Task details: Would you please repeat exactly the lines from the one containing "return Err(EmailError::EmptyDomain);" to the end of the records, both included, and leave out the rest?
[[ Data open ]]
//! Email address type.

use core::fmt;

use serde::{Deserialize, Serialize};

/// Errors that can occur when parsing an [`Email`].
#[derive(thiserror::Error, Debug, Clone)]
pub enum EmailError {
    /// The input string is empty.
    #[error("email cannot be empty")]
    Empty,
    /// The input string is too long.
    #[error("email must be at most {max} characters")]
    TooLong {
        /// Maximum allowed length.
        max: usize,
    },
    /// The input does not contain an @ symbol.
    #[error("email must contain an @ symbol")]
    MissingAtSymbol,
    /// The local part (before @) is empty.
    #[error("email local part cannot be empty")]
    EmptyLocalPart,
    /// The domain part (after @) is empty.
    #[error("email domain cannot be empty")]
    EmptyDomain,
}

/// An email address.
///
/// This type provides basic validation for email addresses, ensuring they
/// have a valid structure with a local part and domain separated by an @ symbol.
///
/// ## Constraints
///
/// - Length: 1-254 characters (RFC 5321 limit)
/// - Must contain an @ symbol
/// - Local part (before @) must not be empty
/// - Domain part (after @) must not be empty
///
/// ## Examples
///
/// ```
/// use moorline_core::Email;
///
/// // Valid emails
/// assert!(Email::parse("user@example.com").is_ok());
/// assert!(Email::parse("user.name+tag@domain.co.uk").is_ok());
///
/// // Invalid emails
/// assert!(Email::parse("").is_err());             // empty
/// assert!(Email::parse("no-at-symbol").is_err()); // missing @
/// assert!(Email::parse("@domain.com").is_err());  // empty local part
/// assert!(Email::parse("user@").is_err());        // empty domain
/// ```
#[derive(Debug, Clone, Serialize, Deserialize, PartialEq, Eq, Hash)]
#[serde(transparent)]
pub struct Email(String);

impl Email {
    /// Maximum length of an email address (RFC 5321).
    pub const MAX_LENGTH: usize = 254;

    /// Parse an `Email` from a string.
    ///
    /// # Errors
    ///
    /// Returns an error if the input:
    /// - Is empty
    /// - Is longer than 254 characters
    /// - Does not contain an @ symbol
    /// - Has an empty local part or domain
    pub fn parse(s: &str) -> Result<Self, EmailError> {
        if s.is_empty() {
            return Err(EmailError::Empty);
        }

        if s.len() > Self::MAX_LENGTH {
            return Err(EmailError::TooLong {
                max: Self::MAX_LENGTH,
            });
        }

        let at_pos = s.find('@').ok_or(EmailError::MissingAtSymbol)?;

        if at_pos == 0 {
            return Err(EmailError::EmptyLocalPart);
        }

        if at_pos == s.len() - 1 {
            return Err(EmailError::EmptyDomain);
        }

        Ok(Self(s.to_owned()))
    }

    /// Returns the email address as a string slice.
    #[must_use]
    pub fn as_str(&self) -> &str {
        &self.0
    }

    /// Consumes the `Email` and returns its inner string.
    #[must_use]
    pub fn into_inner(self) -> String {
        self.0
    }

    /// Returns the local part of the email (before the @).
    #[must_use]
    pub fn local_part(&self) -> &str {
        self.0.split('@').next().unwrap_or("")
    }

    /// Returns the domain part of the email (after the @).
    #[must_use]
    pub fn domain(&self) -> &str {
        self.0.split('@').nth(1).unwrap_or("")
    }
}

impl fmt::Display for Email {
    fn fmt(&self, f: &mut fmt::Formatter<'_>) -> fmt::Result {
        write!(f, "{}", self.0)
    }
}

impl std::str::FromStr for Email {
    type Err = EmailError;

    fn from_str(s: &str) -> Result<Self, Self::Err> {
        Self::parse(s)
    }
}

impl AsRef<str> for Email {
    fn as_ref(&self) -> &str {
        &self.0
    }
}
[[ Data closed ]]
Result for this task:
            return Err(EmailError::EmptyDomain);
        }

        Ok(Self(s.to_owned()))
    }

    /// Returns the email address as a string slice.
    #[must_use]
    pub fn as_str(&self) -> &str {
        &self.0
    }

    /// Consumes the `Email` and returns its inner string.
    #[must_use]
    pub fn into_inner(self) -> String {
        self.0
    }

    /// Returns the local part of the email (before the @).
    #[must_use]
    pub fn local_part(&self) -> &str {
        self.0.split('@').next().unwrap_or("")
    }

    /// Returns the domain part of the email (after the @).
    #[must_use]
    pub fn domain(&self) -> &str {
        self.0.split('@').nth(1).unwrap_or("")
    }
}

impl fmt::Display for Email {
    fn fmt(&self, f: &mut fmt::Formatter<'_>) -> fmt::Result {
        write!(f, "{}", self.0)
    }
}

impl std::str::FromStr for Email {
    type Err = EmailError;

    fn from_str(s: &str) -> Result<Self, Self::Err> {
        Self::parse(s)
    }
}

impl AsRef<str> for Email {
    fn as_ref(&self) -> &str {
        &self.0
    }
}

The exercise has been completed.